No âmbito da evolução
do pensamento europeu ao nível da contratação pública verde podemos referir um
grande número de comunicações interpretativas, directivas e acórdãos
relevantes, que contribuíram em grande medida para a promoção e integração das
preocupações ambientais na disciplina dos contratos públicos. Focaremos em
seguida as mais relevantes.
- A Cimeira de Cardiff, 1998:
Nesta Cimeira abordou-se um vasto
conjunto de questões, sendo que as preocupações ambientais não representaram um
ponto primordial de discussão. Ainda assim, desenvolve-se a ideia de uma
estratégia global para a aplicação do Principio da Integração Ambiental
plasmado no Art 11º dos Tratados. Fica assente a ideia de integração da protecção do ambiente
nas políticas comunitárias de
forma a alcançar um ambiente sustentável. Consequentemente, a contratação
pública deve ser vista como um instrumento de realização destas considerações.

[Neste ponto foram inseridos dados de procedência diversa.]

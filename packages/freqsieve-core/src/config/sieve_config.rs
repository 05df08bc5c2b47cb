//! Sieve configuration (YAML schema v1)
//!
//! Every section is optional and falls back to its defaults; `version` is
//! mandatory so that future schema changes fail loudly instead of being
//! silently misread.
//!
//! ```yaml
//! version: 1
//! storage:
//!   root: ./freqsieve-state
//! checkpoint:
//!   max_replace_attempts: 5
//!   replace_backoff_ms: 50
//! archive:
//!   threshold: 100
//! prefilter:
//!   excluded_primes: [2, 3, 5, 7]
//! pool:
//!   workers: 0
//!   block_size: 1000
//! ```

use super::error::{ConfigError, ConfigResult};
use crate::prefilter::Prefilter;
use serde::{Deserialize, Serialize};
use std::path::{Path, PathBuf};

/// Schema versions this build understands
pub const SUPPORTED_VERSIONS: &[u32] = &[1];

const CURRENT_VERSION: u32 = 1;

/// Where checkpoints, markers, logs and archives live
#[derive(Debug, Clone, PartialEq, Eq, Serialize, Deserialize)]
#[serde(deny_unknown_fields)]
pub struct StorageSettings {
    pub root: PathBuf,
}

impl Default for StorageSettings {
    fn default() -> Self {
        Self {
            root: PathBuf::from("freqsieve-state"),
        }
    }
}

/// Atomic replace retry policy for checkpoint saves
#[derive(Debug, Clone, PartialEq, Eq, Serialize, Deserialize)]
#[serde(deny_unknown_fields, default)]
pub struct CheckpointSettings {
    pub max_replace_attempts: u32,
    pub replace_backoff_ms: u64,
}

impl Default for CheckpointSettings {
    fn default() -> Self {
        Self {
            max_replace_attempts: 5,
            replace_backoff_ms: 50,
        }
    }
}

/// Job log archiving
#[derive(Debug, Clone, PartialEq, Eq, Serialize, Deserialize)]
#[serde(deny_unknown_fields, default)]
pub struct ArchiveSettings {
    /// Archive once this many partition logs are pending
    pub threshold: usize,
}

impl Default for ArchiveSettings {
    fn default() -> Self {
        Self { threshold: 100 }
    }
}

/// Small primes classified by trial division before the search
#[derive(Debug, Clone, PartialEq, Eq, Serialize, Deserialize)]
#[serde(deny_unknown_fields, default)]
pub struct PrefilterSettings {
    pub excluded_primes: Vec<u32>,
}

impl Default for PrefilterSettings {
    fn default() -> Self {
        Self {
            excluded_primes: Prefilter::standard().excluded_primes().to_vec(),
        }
    }
}

impl PrefilterSettings {
    pub fn to_prefilter(&self) -> ConfigResult<Prefilter> {
        Prefilter::with_primes(self.excluded_primes.clone())
            .map_err(|e| ConfigError::Prefilter(e.to_string()))
    }
}

/// Interval sieve worker pool
#[derive(Debug, Clone, PartialEq, Eq, Serialize, Deserialize)]
#[serde(deny_unknown_fields, default)]
pub struct PoolSettings {
    /// 0 = one worker per CPU core
    pub workers: usize,
    pub block_size: u64,
}

impl Default for PoolSettings {
    fn default() -> Self {
        Self {
            workers: 0,
            block_size: 1000,
        }
    }
}

/// On-disk schema; `version` is optional here only to report it as missing
#[derive(Debug, Clone, Serialize, Deserialize)]
#[serde(deny_unknown_fields)]
struct ConfigFile {
    #[serde(default, skip_serializing_if = "Option::is_none")]
    version: Option<u32>,
    #[serde(default)]
    storage: StorageSettings,
    #[serde(default)]
    checkpoint: CheckpointSettings,
    #[serde(default)]
    archive: ArchiveSettings,
    #[serde(default)]
    prefilter: PrefilterSettings,
    #[serde(default)]
    pool: PoolSettings,
}

/// Validated configuration
#[derive(Debug, Clone, PartialEq, Eq)]
pub struct SieveConfig {
    pub storage: StorageSettings,
    pub checkpoint: CheckpointSettings,
    pub archive: ArchiveSettings,
    pub prefilter: PrefilterSettings,
    pub pool: PoolSettings,
}

impl Default for SieveConfig {
    fn default() -> Self {
        Self {
            storage: StorageSettings::default(),
            checkpoint: CheckpointSettings::default(),
            archive: ArchiveSettings::default(),
            prefilter: PrefilterSettings::default(),
            pool: PoolSettings::default(),
        }
    }
}

impl SieveConfig {
    /// Load and validate a YAML file
    pub fn from_yaml(path: impl AsRef<Path>) -> ConfigResult<Self> {
        let content = std::fs::read_to_string(path)?;
        Self::from_yaml_str(&content)
    }

    pub fn from_yaml_str(content: &str) -> ConfigResult<Self> {
        let file: ConfigFile = serde_yaml::from_str(content)?;
        let version = file.version.ok_or(ConfigError::MissingVersion)?;
        if !SUPPORTED_VERSIONS.contains(&version) {
            return Err(ConfigError::UnsupportedVersion {
                found: version,
                supported: SUPPORTED_VERSIONS.to_vec(),
            });
        }

        let config = Self {
            storage: file.storage,
            checkpoint: file.checkpoint,
            archive: file.archive,
            prefilter: file.prefilter,
            pool: file.pool,
        };
        config.validate()?;
        Ok(config)
    }

    pub fn to_yaml(&self) -> ConfigResult<String> {
        let file = ConfigFile {
            version: Some(CURRENT_VERSION),
            storage: self.storage.clone(),
            checkpoint: self.checkpoint.clone(),
            archive: self.archive.clone(),
            prefilter: self.prefilter.clone(),
            pool: self.pool.clone(),
        };
        Ok(serde_yaml::to_string(&file)?)
    }

    /// Range checks
    pub fn validate(&self) -> ConfigResult<()> {
        let attempts = self.checkpoint.max_replace_attempts;
        if !(1..=100).contains(&attempts) {
            return Err(ConfigError::range_with_hint(
                "checkpoint.max_replace_attempts",
                attempts,
                1,
                100,
                "At least one replace attempt is required",
            ));
        }

        let backoff = self.checkpoint.replace_backoff_ms;
        if backoff > 60_000 {
            return Err(ConfigError::range_with_hint(
                "checkpoint.replace_backoff_ms",
                backoff,
                0,
                60_000,
                "Backoff above one minute stalls the runner",
            ));
        }

        let threshold = self.archive.threshold;
        if !(1..=1_000_000).contains(&threshold) {
            return Err(ConfigError::range_with_hint(
                "archive.threshold",
                threshold,
                1,
                1_000_000,
                "Archive at least one log per batch",
            ));
        }

        if self.pool.block_size == 0 {
            return Err(ConfigError::range_with_hint(
                "pool.block_size",
                0,
                1,
                u64::MAX,
                "Blocks must contain at least one number",
            ));
        }

        if self.pool.workers > 1024 {
            return Err(ConfigError::range_with_hint(
                "pool.workers",
                self.pool.workers,
                0,
                1024,
                "Use 0 for one worker per core",
            ));
        }

        self.prefilter.to_prefilter()?;
        Ok(())
    }

    pub fn prefilter(&self) -> ConfigResult<Prefilter> {
        self.prefilter.to_prefilter()
    }
}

- O Acórdão do TJUE, Concordia Bus,
de 17 de Dezembro de 2002:
Tendo em conta que as Directivas nada dispunham
relativamente a esta matéria, o acórdão Concordia Bus de 2002, foi fundamental
no esclarecimento da possibilidade de recorrer a critérios ambientais na
escolha da proposta economicamente mais vantajosa.
O Acórdão reporta-se
a um contrato de aquisição de transportes públicos por parte do município de Helsínquia.

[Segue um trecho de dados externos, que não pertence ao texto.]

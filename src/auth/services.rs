use lazy_static::lazy_static;
use regex::Regex;
use tracing::{info, warn};

use crate::auth::dto::{LoginRequest, SignupRequest, UpdateProfileRequest};
use crate::auth::error::AuthError;
use crate::auth::password::{hash_password, verify_password};
use crate::auth::repo::{StoreError, UserStore};
use crate::auth::repo_types::{NewUser, User, UserPatch};
use crate::state::AppState;

pub const MIN_PASSWORD_LEN: usize = 6;

/// Legacy address pattern carried over from the first version of the site.
/// It rejects TLDs longer than three characters; kept as-is because clients
/// were built against exactly this behavior.
pub(crate) fn is_valid_email(email: &str) -> bool {
    lazy_static! {
        static ref EMAIL_RE: Regex =
            Regex::new(r"^\w+([.-]?\w+)*@\w+([.-]?\w+)*(\.\w{2,3})+$").unwrap();
    }
    EMAIL_RE.is_match(email)
}

pub(crate) fn normalize_email(raw: &str) -> String {
    raw.trim().to_lowercase()
}

/// Create an account. The duplicate pre-check gives a fast, friendly error;
/// the store's unique index is what actually guarantees uniqueness under
/// concurrent signups, so a constraint violation from `create` maps to the
/// same `DuplicateEmail`.
pub async fn signup(state: &AppState, payload: SignupRequest) -> Result<User, AuthError> {
    let email = normalize_email(&payload.email);

    if !is_valid_email(&email) {
        warn!(email = %email, "signup with invalid email");
        return Err(AuthError::Validation("Invalid email format".into()));
    }
    if payload.password.len() < MIN_PASSWORD_LEN {
        warn!("signup with short password");
        return Err(AuthError::Validation(format!(
            "Password must be at least {MIN_PASSWORD_LEN} characters"
        )));
    }

    if state.store.find_by_email(&email, None).await?.is_some() {
        warn!(email = %email, "signup with registered email");
        return Err(AuthError::DuplicateEmail);
    }

    let password_hash = hash_password(&payload.password)?;
    let user = state
        .store
        .create(NewUser {
            email,
            password_hash,
            name: payload.name,
        })
        .await?;

    info!(user_id = %user.id, email = %user.email, "user signed up");
    Ok(user)
}

/// Verify credentials. Unknown email and wrong password are deliberately
/// indistinguishable to the caller.
pub async fn login(state: &AppState, payload: LoginRequest) -> Result<User, AuthError> {
    let email = normalize_email(&payload.email);

    let user = match state.store.find_by_email(&email, None).await? {
        Some(u) => u,
        None => {
            warn!(email = %email, "login with unknown email");
            return Err(AuthError::InvalidCredentials);
        }
    };

    if !verify_password(&payload.password, &user.password_hash)? {
        warn!(user_id = %user.id, "login with invalid password");
        return Err(AuthError::InvalidCredentials);
    }

    info!(user_id = %user.id, email = %user.email, "user logged in");
    Ok(user)
}

/// Apply a partial profile update for an authenticated user.
pub async fn update_profile(
    state: &AppState,
    user: &User,
    payload: UpdateProfileRequest,
) -> Result<User, AuthError> {
    let email = match payload.email {
        Some(raw) => {
            let email = normalize_email(&raw);
            if !is_valid_email(&email) {
                warn!(user_id = %user.id, "profile update with invalid email");
                return Err(AuthError::Validation("Invalid email format".into()));
            }
            if state
                .store
                .find_by_email(&email, Some(user.id))
                .await?
                .is_some()
            {
                warn!(user_id = %user.id, email = %email, "profile update to taken email");
                return Err(AuthError::DuplicateEmail);
            }
            Some(email)
        }
        None => None,
    };

    let patch = UserPatch {
        name: payload.name,
        email,
    };

    let updated = match state.store.update(user.id, patch).await {
        Ok(Some(u)) => u,
        // The record vanished between session resolution and the write.
        Ok(None) => {
            warn!(user_id = %user.id, "profile update target vanished");
            return Err(AuthError::UserNotFound);
        }
        Err(StoreError::DuplicateEmail) => return Err(AuthError::DuplicateEmail),
        Err(StoreError::Other(e)) => return Err(AuthError::Unexpected(e)),
    };

    info!(user_id = %updated.id, "profile updated");
    Ok(updated)
}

Neste litígio a empresa Concordia Bus interpõe
recurso de anulação da decisão de contratar do município de Helsínquia que adjudicou
a gestão de uma linha de autocarros
urbanos à empresa HKL.
A empresa Concordia Bus
alegou a violação do princípio da não discriminação e da igualdade de
tratamento, uma vez que seriam atribuídos pontos adicionais à proposta que comtemplasse
um conjunto de materiais com determinadas características (respeitadoras do
ambiente), que na realidade só a HKL tinha possibilidade de fornecer.

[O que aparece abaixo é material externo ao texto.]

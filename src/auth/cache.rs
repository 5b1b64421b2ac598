use std::sync::{Arc, Mutex};

use async_trait::async_trait;
use axum::extract::FromRef;
use tokio::sync::RwLock;
use tracing::{debug, warn};

use crate::auth::dto::{LoginRequest, PublicUser, SignupRequest, UpdateProfileRequest};
use crate::auth::error::AuthError;
use crate::auth::jwt::JwtKeys;
use crate::auth::services;
use crate::auth::session::resolve_token;
use crate::state::AppState;

/// What the identity cache currently knows about the caller.
#[derive(Debug, Clone)]
pub enum AuthState {
    Unknown,
    Loading,
    Authenticated(PublicUser),
    Anonymous,
}

/// Seam between the identity cache and the network-facing auth operations.
/// A browser frontend implements this over fetch; `SessionGateway` below
/// binds it straight to the service layer for in-process use.
#[async_trait]
pub trait AuthGateway: Send + Sync {
    async fn check_session(&self) -> anyhow::Result<Option<PublicUser>>;
    async fn signup(&self, req: SignupRequest) -> Result<PublicUser, AuthError>;
    async fn login(&self, req: LoginRequest) -> Result<PublicUser, AuthError>;
    async fn logout(&self) -> anyhow::Result<()>;
    async fn update_profile(&self, req: UpdateProfileRequest) -> Result<PublicUser, AuthError>;
}

/// Process-wide current-user state, shared by everything that renders for one
/// client. Initialized once at boot (`Unknown`), refreshed explicitly, never
/// torn down.
pub struct IdentityCache {
    gateway: Arc<dyn AuthGateway>,
    state: RwLock<AuthState>,
}

impl IdentityCache {
    pub fn new(gateway: Arc<dyn AuthGateway>) -> Self {
        Self {
            gateway,
            state: RwLock::new(AuthState::Unknown),
        }
    }

    pub async fn state(&self) -> AuthState {
        self.state.read().await.clone()
    }

    async fn set(&self, next: AuthState) {
        *self.state.write().await = next;
    }

    /// Re-check the session. A failed check is an anonymous caller, never an
    /// error state.
    pub async fn refresh(&self) {
        self.set(AuthState::Loading).await;
        let next = match self.gateway.check_session().await {
            Ok(Some(user)) => AuthState::Authenticated(user),
            Ok(None) => AuthState::Anonymous,
            Err(e) => {
                debug!(error = %e, "session check failed; treating as anonymous");
                AuthState::Anonymous
            }
        };
        self.set(next).await;
    }

    pub async fn signup(
        &self,
        email: &str,
        password: &str,
        name: Option<String>,
    ) -> Result<PublicUser, AuthError> {
        let user = self
            .gateway
            .signup(SignupRequest {
                email: email.into(),
                password: password.into(),
                name,
            })
            .await?;
        self.set(AuthState::Authenticated(user.clone())).await;
        Ok(user)
    }

    pub async fn login(&self, email: &str, password: &str) -> Result<PublicUser, AuthError> {
        let user = self
            .gateway
            .login(LoginRequest {
                email: email.into(),
                password: password.into(),
            })
            .await?;
        self.set(AuthState::Authenticated(user.clone())).await;
        Ok(user)
    }

    /// Best effort: the local transition to `Anonymous` happens even when the
    /// server-side clear fails.
    pub async fn logout(&self) {
        if let Err(e) = self.gateway.logout().await {
            warn!(error = %e, "logout request failed; clearing local session anyway");
        }
        self.set(AuthState::Anonymous).await;
    }

    pub async fn update_profile(
        &self,
        req: UpdateProfileRequest,
    ) -> Result<PublicUser, AuthError> {
        let user = self.gateway.update_profile(req).await?;
        self.set(AuthState::Authenticated(user.clone())).await;
        Ok(user)
    }
}

/// In-process gateway over the service layer. Holds the bearer token where a
/// browser would hold the cookie, so the token codec and session resolver are
/// exercised on every check.
pub struct SessionGateway {
    state: AppState,
    token: Mutex<Option<String>>,
}

impl SessionGateway {
    pub fn new(state: AppState) -> Self {
        Self {
            state,
            token: Mutex::new(None),
        }
    }

    fn current_token(&self) -> Option<String> {
        self.token.lock().expect("token lock poisoned").clone()
    }

    fn store_token(&self, token: Option<String>) {
        *self.token.lock().expect("token lock poisoned") = token;
    }

    fn issue(&self, user_id: uuid::Uuid, email: &str) -> Result<String, AuthError> {
        let keys = JwtKeys::from_ref(&self.state);
        Ok(keys.sign(user_id, email)?)
    }
}

#[async_trait]
impl AuthGateway for SessionGateway {
    async fn check_session(&self) -> anyhow::Result<Option<PublicUser>> {
        let Some(token) = self.current_token() else {
            return Ok(None);
        };
        Ok(resolve_token(&self.state, &token).await.map(Into::into))
    }

    async fn signup(&self, req: SignupRequest) -> Result<PublicUser, AuthError> {
        let user = services::signup(&self.state, req).await?;
        let token = self.issue(user.id, &user.email)?;
        self.store_token(Some(token));
        Ok(user.into())
    }

    async fn login(&self, req: LoginRequest) -> Result<PublicUser, AuthError> {
        let user = services::login(&self.state, req).await?;
        let token = self.issue(user.id, &user.email)?;
        self.store_token(Some(token));
        Ok(user.into())
    }

    async fn logout(&self) -> anyhow::Result<()> {
        self.store_token(None);
        Ok(())
    }

    async fn update_profile(&self, req: UpdateProfileRequest) -> Result<PublicUser, AuthError> {
        let Some(token) = self.current_token() else {
            return Err(AuthError::NotAuthenticated);
        };
        let user = resolve_token(&self.state, &token)
            .await
            .ok_or(AuthError::NotAuthenticated)?;
        let updated = services::update_profile(&self.state, &user, req).await?;
        Ok(updated.into())
    }
}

No entanto, ao contrário do alegado pela
empresa, o TJUE defende na sua apreciação a compatibilidade deste princípio com
as exigências de carácter ambiental.
No caso, todos os critérios
de adjudicação eram objectivos e foram cumpridas as exigências de publicidade,
os critérios foram expressamente mencionados tanto no anúncio como no caderno
de encargos.
O
Tribunal concluiu portanto que sempre que a entidade adjudicante entenda, pode tomar em consideração
critérios ecológicos (tal como o nível de emissão de carbonos ou a poluição sonora)
na adjudicação da proposta economicamente mais vantajosa desde que estes sejam
expressamente mencionados, estejam relacionados com o objecto do concurso e não
sejam apenas uma meio de a entidade conseguir liberdade de escolha ilimitada.
O Tribunal acrescenta ainda que o facto de apenas um
número reduzido de empresas satisfazer o pedido não constitui, por si, a violação
do princípio da igualdade de tratamento. Tudo isto foi mais tarde consagrado nas
Directivas de 2004.
Este acórdão teve também um verdadeiro impacto no
nosso Código de Contratos Públicos nomeadamente nos Art 74º e 75º, relativos
aos critérios de adjudicação. De acordo com estes artigos, desde que respeitadas determinadas condições (que os
critérios estejam directamente ligados com o objecto do contrato; que
a entidade adjudicante não
tenha liberdade absoluta; que os
critérios sejam expressamente
estabelecidos no
anúncio e cadernos de encargos; e que se respeitem os princípios fundamentais dos Tratados) os critérios de adjudicação ambientais podem ser aplicados.
-Diretivas de 2004:
Esclarece a forma como as entidades adjudicantes podem efectivar a aplicação
de políticas ambientais garantido ao mesmo tempo a melhor relação qualidades/preço.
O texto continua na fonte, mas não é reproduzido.